Led by program director Henry Masur, MD, chief of the Critical Care Medicine Department in the NIH Clinical Center, and D.C. Partnership Medical Director Dawn Fishbein, M.D., the three clinics will initially focus on treating HIV-infected patients who have hepatitis B or C. Subsequently, HIV-related metabolic disorders, mental health issues and cardiovascular disease will be targeted at future clinical sites.
"The goals of the clinics are to enhance subspecialty medical care for underinsured HIV-infected patients, assess the need for specific clinical trials on given issues, and if clinical trials are deemed necessary, provide those patients with access to the latest treatments available," Masur explains. "This program also will focus on mentoring promising young leaders in HIV medicine who could enhance the district's reputation as a leader in developing new strategies for the prevention, diagnosis and treatment of HIV/AIDS."
The partnership also will provide a real-world examination of the test-and-treat hypothesis—the model published by World Health Organization scientists in early 2009 that proposed that the HIV epidemic can be significantly curtailed through annual, voluntary HIV testing and immediate antiretroviral treatment for individuals who test positive for HIV infection.
"NIAID already is conducting several studies designed to answer the key research questions that underpin the test-and-treat concept," says Carl Dieffenbach, PhD, director of NIAID's Division of AIDS. "Through this partnership, NIAID is working with the Centers for Disease Control and Prevention to design a study to answer whether implementing a combined strategy of expanding HIV testing, diagnosing infection early and bringing HIV-infected patients to medical care and treatment is feasible."
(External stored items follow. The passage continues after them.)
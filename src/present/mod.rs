pub(crate) mod decode;
pub(crate) mod surface;
use std::path::PathBuf;

use anyhow::Context as _;
use clap::Parser;

use svgview::{
    AssetSource, DirAssets, EmbeddedAssets, FixedDisplay, MemorySurface, Presentation,
    ResvgRasterizer, StageDirs, TargetSize, Viewer, ViewerConfig, status_name,
};

#[derive(Parser, Debug)]
#[command(name = "svgview", version)]
/// Stage the bundled SVG, render it at display size and present the PNG.
struct Cli {
    /// Preferred writable directory for the staged SVG and its PNG.
    #[arg(long)]
    data_dir: Option<PathBuf>,

    /// Directory used when `--data-dir` is absent or unusable.
    #[arg(long)]
    fallback_dir: Option<PathBuf>,

    /// Display width in pixels.
    #[arg(long, default_value_t = 1080)]
    width: u32,

    /// Display height in pixels.
    #[arg(long, default_value_t = 1920)]
    height: u32,

    /// Use this SVG file as the bundled image instead of the built-in one.
    #[arg(long)]
    asset: Option<PathBuf>,

    /// Fill letterbox margins with an opaque `#rrggbb` color.
    #[arg(long, value_parser = parse_hex_rgb)]
    background: Option<[u8; 4]>,

    /// Print the outcome as JSON on stdout.
    #[arg(long, default_value_t = false)]
    json: bool,
}

fn parse_hex_rgb(s: &str) -> Result<[u8; 4], String> {
    let hex = s.strip_prefix('#').unwrap_or(s);
    if hex.len() != 6 || !hex.is_ascii() {
        return Err(format!("expected #rrggbb, got '{s}'"));
    }
    let channel = |i: usize| {
        u8::from_str_radix(&hex[i..i + 2], 16).map_err(|e| format!("bad color '{s}': {e}"))
    };
    Ok([channel(0)?, channel(2)?, channel(4)?, 255])
}

fn main() -> anyhow::Result<()> {
    tracing_subscriber::fmt()
        .with_env_filter(tracing_subscriber::EnvFilter::from_default_env())
        .with_writer(std::io::stderr)
        .init();

    let cli = Cli::parse();

    let (assets, asset_id): (Box<dyn AssetSource>, String) = match &cli.asset {
        Some(path) => {
            let root = path.parent().unwrap_or_else(|| std::path::Path::new("."));
            let name = path
                .file_name()
                .with_context(|| format!("asset path '{}' has no file name", path.display()))?;
            (
                Box::new(DirAssets::new(root)),
                name.to_string_lossy().into_owned(),
            )
        }
        None => (
            Box::new(EmbeddedAssets::bundled()),
            svgview::BUNDLED_IMAGE_ID.to_string(),
        ),
    };

    let defaults = StageDirs::default();
    let config = ViewerConfig {
        asset_id,
        dirs: StageDirs::new(cli.data_dir, cli.fallback_dir.unwrap_or(defaults.fallback)),
        ..ViewerConfig::default()
    };

    let mut rasterizer = ResvgRasterizer::new().with_system_fonts();
    if let Some(rgba) = cli.background {
        rasterizer = rasterizer.with_background(rgba);
    }

    let display = FixedDisplay(TargetSize::new(cli.width, cli.height)?);
    let viewer = Viewer::new(config, rasterizer);
    let mut surface = MemorySurface::new();

    let presentation = match viewer.show(assets.as_ref(), &display, &mut surface) {
        Ok(p) => p,
        Err(err) => {
            tracing::error!(error = %err, "render attempt aborted");
            return Err(err.into());
        }
    };

    if cli.json {
        println!(
            "{}",
            serde_json::to_string_pretty(&presentation).context("serialize presentation")?
        );
    }
    match &presentation {
        Presentation::Shown {
            path,
            width,
            height,
        } => eprintln!("presented {} ({width}x{height})", path.display()),
        Presentation::Skipped { status } => {
            eprintln!("nothing presented: rasterizer status {status} ({})", status_name(*status))
        }
    }
    Ok(())
}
Specifically, the test-and-treat pilot study will compare current community standards for HIV testing and treatment with accelerated expansion of routine testing services to identify HIV-infected people and evaluate enhanced methods for rapidly linking those patients to care and successful treatment. The results of the project will be analyzed to determine the cost-effectiveness of the test-and-treat approach.
NIAID and CDC also plan to conduct a pilot study in the Bronx, New York. The overall study plan is being finalized and, once initiated, is expected to last for three years.